Optimization of vitrification factors for embryo cryopreservation of kelp grouper (Epinephelus moara)

Abstract

Cryopreservation of marine fish embryos causes to severe cryogenic damage, and to date, adults have not been reared from embryos that were cryopreserved. Here, we optimized vitrification factors to improve the survival and hatching rate of kelp grouper (Epinephelus moara) embryos after cryopreservation. We screened the effects of 11 vitrification solution concentrations (25–50%) on the survival rate of embryos at four developmental stages (16S, 18S, 22S, TB). We investigated the effects of different equilibration time (25–45min) on the survival rate and the influence of vitrification solutions on embryonic volume. In addition, we tested the effects of treating embryos at five different developmental stages (4-6S, 16S, 22S, TB, HB) with different vitrification solutions (35% PMG3S and 35% PMG3T), prechilling temperature (−5 °C and 4 °C) and prechilling time. In total, 9855 embryos were cryopreserved at 10 developmental stages, from optic capsule stage to pre-hatch stage. We found that kelp grouper embryos performed best at equilibration time of 30 min. Embryos at the tail-bud stage exhibited greater tolerance to vitrification than other stages. Vitrification solutions that contained sucrose showed better survival rates compared to embryos treated with vitrification solutions containing trehalose. Pre-chilling treatment improved viability before freezing, but did not improve viability after freezing.

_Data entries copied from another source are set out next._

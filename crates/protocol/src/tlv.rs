//! Tag-length-value records
//!
//! Variable and extensible payloads are a flat sequence of records:
//!
//! ```text
//! ┌──────────┬─────────────────┬──────────────────┐
//! │ Tag (1B) │ Length (2B, LE) │ Value (Length B) │
//! └──────────┴─────────────────┴──────────────────┘
//! ```
//!
//! Nested values (a permission inside a key, a key inside a key list) are
//! stored as the complete encoding of the inner value. Numbers follow the
//! little-endian conventions of [`crate::binary`].

use crate::binary::{
    date_from_reference_seconds, date_to_reference_seconds, BinaryRead, BinaryWrite,
};
use crate::error::ProtocolError;
use chrono::{DateTime, Utc};
use std::io::{self, Write};
use uuid::Uuid;

/// Bytes taken by the tag and length fields
pub const TLV_HEADER_LENGTH: usize = 3;

/// Largest value a single record can carry
pub const MAX_VALUE_LENGTH: usize = u16::MAX as usize;

/// Encoded size of a record carrying `value_length` bytes
pub const fn record_size(value_length: usize) -> usize {
    TLV_HEADER_LENGTH + value_length
}

/// A single decoded record borrowing from the input buffer
#[derive(Debug, Clone, Copy, PartialEq, Eq)]
pub struct TlvRecord<'a> {
    pub tag: u8,
    pub value: &'a [u8],
}

/// Iterator over the records of a buffer
///
/// Yields an error and stops at the first truncated record.
#[derive(Debug, Clone)]
pub struct TlvRecords<'a> {
    bytes: &'a [u8],
    failed: bool,
}

/// Iterate the records of `bytes`
pub fn records(bytes: &[u8]) -> TlvRecords<'_> {
    TlvRecords {
        bytes,
        failed: false,
    }
}

impl<'a> Iterator for TlvRecords<'a> {
    type Item = Result<TlvRecord<'a>, ProtocolError>;

    fn next(&mut self) -> Option<Self::Item> {
        if self.failed || self.bytes.is_empty() {
            return None;
        }
        if self.bytes.len() < TLV_HEADER_LENGTH {
            self.failed = true;
            return Some(Err(ProtocolError::InvalidData(format!(
                "truncated record header: {} bytes",
                self.bytes.len()
            ))));
        }
        let tag = self.bytes[0];
        let length = u16::from_le_bytes([self.bytes[1], self.bytes[2]]) as usize;
        let rest = &self.bytes[TLV_HEADER_LENGTH..];
        if rest.len() < length {
            self.failed = true;
            return Some(Err(ProtocolError::InvalidData(format!(
                "record {:#04x} declares {} bytes, {} available",
                tag,
                length,
                rest.len()
            ))));
        }
        let (value, remaining) = rest.split_at(length);
        self.bytes = remaining;
        Some(Ok(TlvRecord { tag, value }))
    }
}

/// Writes records to an underlying writer
pub struct TlvWriter<'a, W: Write> {
    writer: &'a mut W,
}

impl<'a, W: Write> TlvWriter<'a, W> {
    pub fn new(writer: &'a mut W) -> Self {
        Self { writer }
    }

    /// Write a record with a raw value
    pub fn bytes(&mut self, tag: u8, value: &[u8]) -> io::Result<()> {
        if value.len() > MAX_VALUE_LENGTH {
            return Err(ProtocolError::ValueTooLong {
                tag,
                length: value.len(),
            }
            .into());
        }
        self.writer.write_all(&[tag])?;
        self.writer.write_all(&(value.len() as u16).to_le_bytes())?;
        self.writer.write_all(value)
    }

    pub fn u8(&mut self, tag: u8, value: u8) -> io::Result<()> {
        self.bytes(tag, &[value])
    }

    pub fn uuid(&mut self, tag: u8, value: &Uuid) -> io::Result<()> {
        self.bytes(tag, value.as_bytes())
    }

    pub fn date(&mut self, tag: u8, value: &DateTime<Utc>) -> io::Result<()> {
        self.bytes(tag, &date_to_reference_seconds(value).to_le_bytes())
    }

    pub fn string(&mut self, tag: u8, value: &str) -> io::Result<()> {
        self.bytes(tag, value.as_bytes())
    }

    /// Write a record whose value is the encoding of `value`
    pub fn value<T: BinaryWrite>(&mut self, tag: u8, value: &T) -> io::Result<()> {
        let encoded = value.to_bytes()?;
        self.bytes(tag, &encoded)
    }
}

/// Decoded records of a message with a fixed set of known tags
///
/// Unknown and duplicate tags are rejected at parse time so a message has
/// exactly one meaning.
#[derive(Debug)]
pub struct TlvFields<'a> {
    records: Vec<TlvRecord<'a>>,
}

impl<'a> TlvFields<'a> {
    pub fn parse(bytes: &'a [u8], known_tags: &[u8]) -> Result<Self, ProtocolError> {
        let mut parsed: Vec<TlvRecord<'a>> = Vec::new();
        for record in records(bytes) {
            let record = record?;
            if !known_tags.contains(&record.tag) {
                return Err(ProtocolError::InvalidData(format!(
                    "unknown tag {:#04x}",
                    record.tag
                )));
            }
            if parsed.iter().any(|r| r.tag == record.tag) {
                return Err(ProtocolError::InvalidData(format!(
                    "duplicate tag {:#04x}",
                    record.tag
                )));
            }
            parsed.push(record);
        }
        Ok(Self { records: parsed })
    }

    pub fn get(&self, tag: u8) -> Option<&'a [u8]> {
        self.records.iter().find(|r| r.tag == tag).map(|r| r.value)
    }

    pub fn required(&self, tag: u8, name: &str) -> Result<&'a [u8], ProtocolError> {
        self.get(tag)
            .ok_or_else(|| ProtocolError::InvalidData(format!("missing field '{}'", name)))
    }

    pub fn uuid(&self, tag: u8, name: &str) -> Result<Uuid, ProtocolError> {
        uuid_from_slice(self.required(tag, name)?)
    }

    pub fn u8(&self, tag: u8, name: &str) -> Result<u8, ProtocolError> {
        match self.required(tag, name)? {
            [value] => Ok(*value),
            other => Err(ProtocolError::InvalidData(format!(
                "field '{}' must be 1 byte, got {}",
                name,
                other.len()
            ))),
        }
    }

    pub fn optional_u8(&self, tag: u8, name: &str) -> Result<Option<u8>, ProtocolError> {
        match self.get(tag) {
            Some(_) => self.u8(tag, name).map(Some),
            None => Ok(None),
        }
    }

    pub fn date(&self, tag: u8, name: &str) -> Result<DateTime<Utc>, ProtocolError> {
        date_from_slice(self.required(tag, name)?)
    }

    pub fn optional_date(
        &self,
        tag: u8,
        name: &str,
    ) -> Result<Option<DateTime<Utc>>, ProtocolError> {
        match self.get(tag) {
            Some(_) => self.date(tag, name).map(Some),
            None => Ok(None),
        }
    }

    pub fn string(&self, tag: u8, name: &str) -> Result<String, ProtocolError> {
        let bytes = self.required(tag, name)?;
        String::from_utf8(bytes.to_vec())
            .map_err(|_| ProtocolError::InvalidData(format!("field '{}' is not UTF-8", name)))
    }

    /// Decode a nested value
    pub fn value<T: BinaryRead>(&self, tag: u8, name: &str) -> Result<T, ProtocolError> {
        T::from_bytes(self.required(tag, name)?)
    }

    pub fn optional_value<T: BinaryRead>(&self, tag: u8) -> Result<Option<T>, ProtocolError> {
        self.get(tag).map(T::from_bytes).transpose()
    }
}

/// Decode a raw 16-byte UUID value
pub fn uuid_from_slice(bytes: &[u8]) -> Result<Uuid, ProtocolError> {
    Uuid::from_slice(bytes)
        .map_err(|_| ProtocolError::InvalidData(format!("UUID must be 16 bytes, got {}", bytes.len())))
}

/// Decode an 8-byte date value
pub fn date_from_slice(bytes: &[u8]) -> Result<DateTime<Utc>, ProtocolError> {
    let raw: [u8; 8] = bytes
        .try_into()
        .map_err(|_| ProtocolError::InvalidData(format!("date must be 8 bytes, got {}", bytes.len())))?;
    Ok(date_from_reference_seconds(f64::from_le_bytes(raw))?)
}

/// Read the remainder of a reader, for TLV messages that span the whole buffer
pub fn read_all<R: io::Read>(reader: &mut R) -> io::Result<Vec<u8>> {
    let mut buf = Vec::new();
    reader.read_to_end(&mut buf)?;
    Ok(buf)
}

In the most optimal condition we identified in this study, the average survival, normal development and malformation rates of cryopreserved embryos were 6.32%, 2.36% and 3.49%, and 39.85% of the surviving embryos that were cryopreserved hatched. The hatched larvae gradually died at day 12 of cultivation, where the longest surviving individuals lived for 16 days. This study provides valuable data for improving survival and hatching rate of cryopreserved grouper embryos, and provides references for further exploring techniques in fish embryo cryopreservation.